I’d spent my 25-year marriage avoiding conflict, protecting my husband from difficult decisions, worrying about how to work around his punishing silences. But now that we’re divorced, I don’t sugar coat the issues that face our family. For him, our conversations must be like drinking bad news from a fire hose. But I don’t cut the volume so that he can take easy sips. He gets it the same way I get it, unrelenting and unvarnished.
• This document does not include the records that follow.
use std::collections::HashMap;
use std::time::Duration;

use anyhow::{bail, Result};
use async_trait::async_trait;
use chrono::{DateTime, Utc};
use reqwest::Method;
use serde::Deserialize;
use serde_json::{json, Map, Value};
use tracing::{debug, info};

use super::http::ApiTransport;
use crate::capability::{AllowlistEntry, AutoScaling, Group, Version};
use crate::validation::{DatabaseUser, UserType, VersionSource};

const VERSIONS_CAPABILITY: &str = "versions";
const DEFAULT_ADMIN_USERNAME: &str = "admin";

/// A deployment as returned by `GET /deployments/{id}`.
#[derive(Debug, Clone, Default, Deserialize)]
pub struct Deployment {
    pub id: String,
    #[serde(default)]
    pub name: String,
    #[serde(rename = "type", default)]
    pub deployment_type: String,
    #[serde(default)]
    pub version: String,
    #[serde(default)]
    pub platform_options: Option<Value>,
    #[serde(default)]
    pub admin_usernames: HashMap<String, String>,
}

impl Deployment {
    /// The region, read from the deployment CRN (`crn:v1:<cloud>:<type>:<service>:<location>:...`).
    pub fn location(&self) -> Option<&str> {
        self.id.split(':').nth(5).filter(|s| !s.is_empty())
    }

    /// The built-in administrator's name for the database user type.
    pub fn admin_username(&self) -> &str {
        self.admin_usernames
            .get("database")
            .map(String::as_str)
            .unwrap_or(DEFAULT_ADMIN_USERNAME)
    }
}

#[derive(Debug, Clone, Copy, PartialEq, Eq, Deserialize)]
#[serde(rename_all = "lowercase")]
pub enum TaskStatus {
    Queued,
    Running,
    Completed,
    Failed,
    #[serde(other)]
    Unknown,
}

/// An asynchronous control-plane operation.
#[derive(Debug, Clone, Deserialize)]
pub struct Task {
    pub id: String,
    #[serde(default)]
    pub description: String,
    pub status: TaskStatus,
    #[serde(default)]
    pub deployment_id: Option<String>,
    #[serde(default)]
    pub progress_percent: Option<i64>,
    #[serde(default)]
    pub created_at: Option<DateTime<Utc>>,
}

/// Requested group totals. Omitted dimensions are left unchanged.
#[derive(Debug, Clone, Default, PartialEq, Eq)]
pub struct GroupScaling {
    pub members: Option<i64>,
    pub memory_mb: Option<i64>,
    pub disk_mb: Option<i64>,
    pub cpu_count: Option<i64>,
    pub host_flavor: Option<String>,
}

impl GroupScaling {
    fn to_body(&self) -> Value {
        let mut group = Map::new();
        if let Some(n) = self.members {
            group.insert("members".into(), json!({ "allocation_count": n }));
        }
        if let Some(mb) = self.memory_mb {
            group.insert("memory".into(), json!({ "allocation_mb": mb }));
        }
        if let Some(mb) = self.disk_mb {
            group.insert("disk".into(), json!({ "allocation_mb": mb }));
        }
        if let Some(n) = self.cpu_count {
            group.insert("cpu".into(), json!({ "allocation_count": n }));
        }
        if let Some(flavor) = &self.host_flavor {
            group.insert("host_flavor".into(), json!({ "id": flavor }));
        }
        json!({ "group": group })
    }
}

#[derive(Debug, Deserialize)]
struct DeploymentEnvelope {
    deployment: Deployment,
}

#[derive(Debug, Deserialize)]
struct CapabilityEnvelope {
    capability: Option<VersionsCapability>,
}

#[derive(Debug, Deserialize)]
struct VersionsCapability {
    #[serde(default)]
    versions: Vec<Version>,
}

#[derive(Debug, Deserialize)]
struct GroupsEnvelope {
    #[serde(default)]
    groups: Vec<Group>,
}

#[derive(Debug, Deserialize)]
struct AutoScalingEnvelope {
    #[serde(default)]
    autoscaling: AutoScaling,
}

#[derive(Debug, Deserialize)]
struct AllowlistEnvelope {
    #[serde(default)]
    ip_addresses: Vec<AllowlistEntry>,
}

#[derive(Debug, Deserialize)]
struct TaskEnvelope {
    task: Option<Task>,
}

/// Client for the Cloud Databases v5 API.
#[derive(Debug, Clone)]
pub struct CloudDatabasesClient {
    transport: ApiTransport,
    base_url: String,
}

impl CloudDatabasesClient {
    /// `endpoint` is the regional API host, e.g. `https://api.us-south.databases.cloud.ibm.com`.
    pub fn new(transport: ApiTransport, endpoint: &str) -> Self {
        Self {
            transport,
            base_url: format!("{}/v5/ibm", endpoint.trim_end_matches('/')),
        }
    }

    pub async fn get_deployment(&self, id: &str) -> Result<Deployment> {
        let url = ApiTransport::url(&self.base_url, &["deployments", id])?;
        let env: DeploymentEnvelope = self
            .transport
            .send(Method::GET, url, &[], None, "get deployment")
            .await?;
        Ok(env.deployment)
    }

    /// The deployment's current version and its transitions. Only the first
    /// entry of the capability response describes the running version.
    pub async fn get_deployment_version(&self, id: &str, location: &str) -> Result<Option<Version>> {
        let url =
            ApiTransport::url(&self.base_url, &["deployments", id, "capability", VERSIONS_CAPABILITY])?;
        let mut query = Vec::new();
        if !location.is_empty() {
            query.push(("target_location", location.to_string()));
        }
        let env: CapabilityEnvelope = self
            .transport
            .send(Method::GET, url, &query, None, "get deployment capability")
            .await?;

        Ok(env
            .capability
            .and_then(|c| c.versions.into_iter().next()))
    }

    pub async fn list_groups(&self, id: &str) -> Result<Vec<Group>> {
        let url = ApiTransport::url(&self.base_url, &["deployments", id, "groups"])?;
        let env: GroupsEnvelope = self
            .transport
            .send(Method::GET, url, &[], None, "list deployment groups")
            .await?;
        Ok(env.groups)
    }

    pub async fn set_deployment_scaling_group(
        &self,
        id: &str,
        group_id: &str,
        scaling: &GroupScaling,
    ) -> Result<Option<Task>> {
        let url = ApiTransport::url(&self.base_url, &["deployments", id, "groups", group_id])?;
        let body = scaling.to_body();
        let env: TaskEnvelope = self
            .transport
            .send(Method::PATCH, url, &[], Some(&body), "set deployment scaling group")
            .await?;
        Ok(env.task)
    }

    pub async fn upgrade_version(
        &self,
        id: &str,
        version: &str,
        skip_backup: bool,
    ) -> Result<Option<Task>> {
        let url = ApiTransport::url(&self.base_url, &["deployments", id])?;
        let body = json!({ "version": version, "skip_backup": skip_backup });
        let env: TaskEnvelope = self
            .transport
            .send(Method::PATCH, url, &[], Some(&body), "upgrade deployment version")
            .await?;
        Ok(env.task)
    }

    pub async fn create_user(&self, id: &str, user: &DatabaseUser) -> Result<Option<Task>> {
        let url = ApiTransport::url(
            &self.base_url,
            &["deployments", id, "users", user.user_type.as_str()],
        )?;
        let mut fields = Map::new();
        fields.insert("username".into(), json!(user.username));
        fields.insert("password".into(), json!(user.password));
        if let Some(role) = &user.role {
            fields.insert("role".into(), json!(role));
        }
        let body = json!({ "user": fields });
        let env: TaskEnvelope = self
            .transport
            .send(Method::POST, url, &[], Some(&body), "create database user")
            .await?;
        Ok(env.task)
    }

    pub async fn update_user(&self, id: &str, user: &DatabaseUser) -> Result<Option<Task>> {
        let url = ApiTransport::url(
            &self.base_url,
            &["deployments", id, "users", user.user_type.as_str(), user.username.as_str()],
        )?;
        let mut fields = Map::new();
        fields.insert("password".into(), json!(user.password));
        if let Some(role) = &user.role {
            fields.insert("role".into(), json!(role));
        }
        let body = json!({ "user": fields });
        let env: TaskEnvelope = self
            .transport
            .send(Method::PATCH, url, &[], Some(&body), "update database user")
            .await?;
        Ok(env.task)
    }

    pub async fn delete_user(
        &self,
        id: &str,
        user_type: &UserType,
        username: &str,
    ) -> Result<Option<Task>> {
        let url = ApiTransport::url(
            &self.base_url,
            &["deployments", id, "users", user_type.as_str(), username],
        )?;
        let env: TaskEnvelope = self
            .transport
            .send(Method::DELETE, url, &[], None, "delete database user")
            .await?;
        Ok(env.task)
    }

    pub async fn get_autoscaling(&self, id: &str, group_id: &str) -> Result<AutoScaling> {
        let url = self.autoscaling_url(id, group_id)?;
        let env: AutoScalingEnvelope = self
            .transport
            .send(Method::GET, url, &[], None, "get autoscaling")
            .await?;
        Ok(env.autoscaling)
    }

    /// Only the dimensions present in `autoscaling` are sent.
    pub async fn set_autoscaling(
        &self,
        id: &str,
        group_id: &str,
        autoscaling: &AutoScaling,
    ) -> Result<Option<Task>> {
        let url = self.autoscaling_url(id, group_id)?;
        let body = autoscaling.to_body();
        let env: TaskEnvelope = self
            .transport
            .send(Method::PATCH, url, &[], Some(&body), "set autoscaling")
            .await?;
        Ok(env.task)
    }

    fn autoscaling_url(&self, id: &str, group_id: &str) -> Result<reqwest::Url> {
        ApiTransport::url(
            &self.base_url,
            &["deployments", id, "groups", group_id, "autoscaling"],
        )
    }

    pub async fn list_allowlist(&self, id: &str) -> Result<Vec<AllowlistEntry>> {
        let url = ApiTransport::url(&self.base_url, &["deployments", id, "allowlists"])?;
        let env: AllowlistEnvelope = self
            .transport
            .send(Method::GET, url, &[], None, "list allowlist")
            .await?;
        Ok(env.ip_addresses)
    }

    pub async fn add_allowlist_entry(
        &self,
        id: &str,
        entry: &AllowlistEntry,
    ) -> Result<Option<Task>> {
        let url = ApiTransport::url(&self.base_url, &["deployments", id, "allowlists"])?;
        let body = json!({
            "ip_address": { "address": entry.address, "description": entry.description }
        });
        let env: TaskEnvelope = self
            .transport
            .send(Method::POST, url, &[], Some(&body), "add allowlist entry")
            .await?;
        Ok(env.task)
    }

    pub async fn delete_allowlist_entry(&self, id: &str, address: &str) -> Result<Option<Task>> {
        let url = ApiTransport::url(&self.base_url, &["deployments", id, "allowlists", address])?;
        let env: TaskEnvelope = self
            .transport
            .send(Method::DELETE, url, &[], None, "delete allowlist entry")
            .await?;
        Ok(env.task)
    }

    pub async fn get_task(&self, task_id: &str) -> Result<Task> {
        let url = ApiTransport::url(&self.base_url, &["tasks", task_id])?;
        let env: TaskEnvelope = self
            .transport
            .send(Method::GET, url, &[], None, "get task")
            .await?;
        match env.task {
            Some(task) => Ok(task),
            None => bail!("Task {} not found", task_id),
        }
    }

    /// Poll a task until it completes, fails, or `timeout` elapses.
    /// `None` means the API started no work and returns immediately.
    pub async fn wait_for_task(
        &self,
        task: Option<Task>,
        poll_interval: Duration,
        timeout: Duration,
    ) -> Result<Option<Task>> {
        let Some(mut task) = task else {
            return Ok(None);
        };
        let started = tokio::time::Instant::now();

        loop {
            match task.status {
                TaskStatus::Completed => {
                    info!(task = %task.id, "Task completed: {}", task.description);
                    return Ok(Some(task));
                }
                TaskStatus::Failed => {
                    bail!("Task '{}' ({}) failed", task.description, task.id);
                }
                _ => {}
            }

            if started.elapsed() >= timeout {
                bail!(
                    "Timed out after {}s waiting for task '{}' ({})",
                    timeout.as_secs(),
                    task.description,
                    task.id
                );
            }

            debug!(
                task = %task.id,
                progress = task.progress_percent.unwrap_or(0),
                "Waiting for task"
            );
            tokio::time::sleep(poll_interval).await;
            task = self.get_task(&task.id).await?;
        }
    }
}

#[async_trait]
impl VersionSource for CloudDatabasesClient {
    async fn fetch_deployment_version(
        &self,
        instance_id: &str,
        location: &str,
    ) -> Result<Option<Version>> {
        self.get_deployment_version(instance_id, location).await
    }
}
I’m far more prone to hang up on someone, claim space for myself, cut off ridiculous prattle, even threaten court action when I feel threatened. This Christmas, I’m giving everyone who relies on me a pair of big girl panties.
Is that mean?
Last summer, columnist Caitlin Moran offered an interesting explanation about why women may be predisposed to a late-life mean streak. Writing for The Times in the United Kingdom, Moran suggested that women don’t get mean when they age, they get sober. For most of our lives, she wrote, women are blissed out on powerful drugs — estrogen, oxytocin, progesterone — all designed to keep us from killing our kids. During menopause, we begin hormone withdrawal. We grow moustaches, beards (not where they used to be), and, as a bonus, the swaggering, angry entitlement of men.
Moran is not a doctor, nor does she cite any medical research to back up her theory. But it just feels true. Once our kids (and the possibility of having more) are gone, once our wedding vows are renewing or reneging, and once our careers are crammed against glass ceilings, we sober up and realize we have nothing to lose by letting it rip. Indeed, we have ourselves to gain.
My mean Aunt Mamie put it this way: “After my period stopped, I paid off my mortgage. Nobody’s ever going to make me do anything once a month again.”
Aging men bristle at losing the control that they’ve come to expect. But for many aging women, their anger isn’t about losing something, it’s about finding something. Boundaries. Expectations. Selfishness. Agency. Power. And, yes, access to those “nasty” emotions. For us, anger is a newfound joy. And we’re making up for lost time.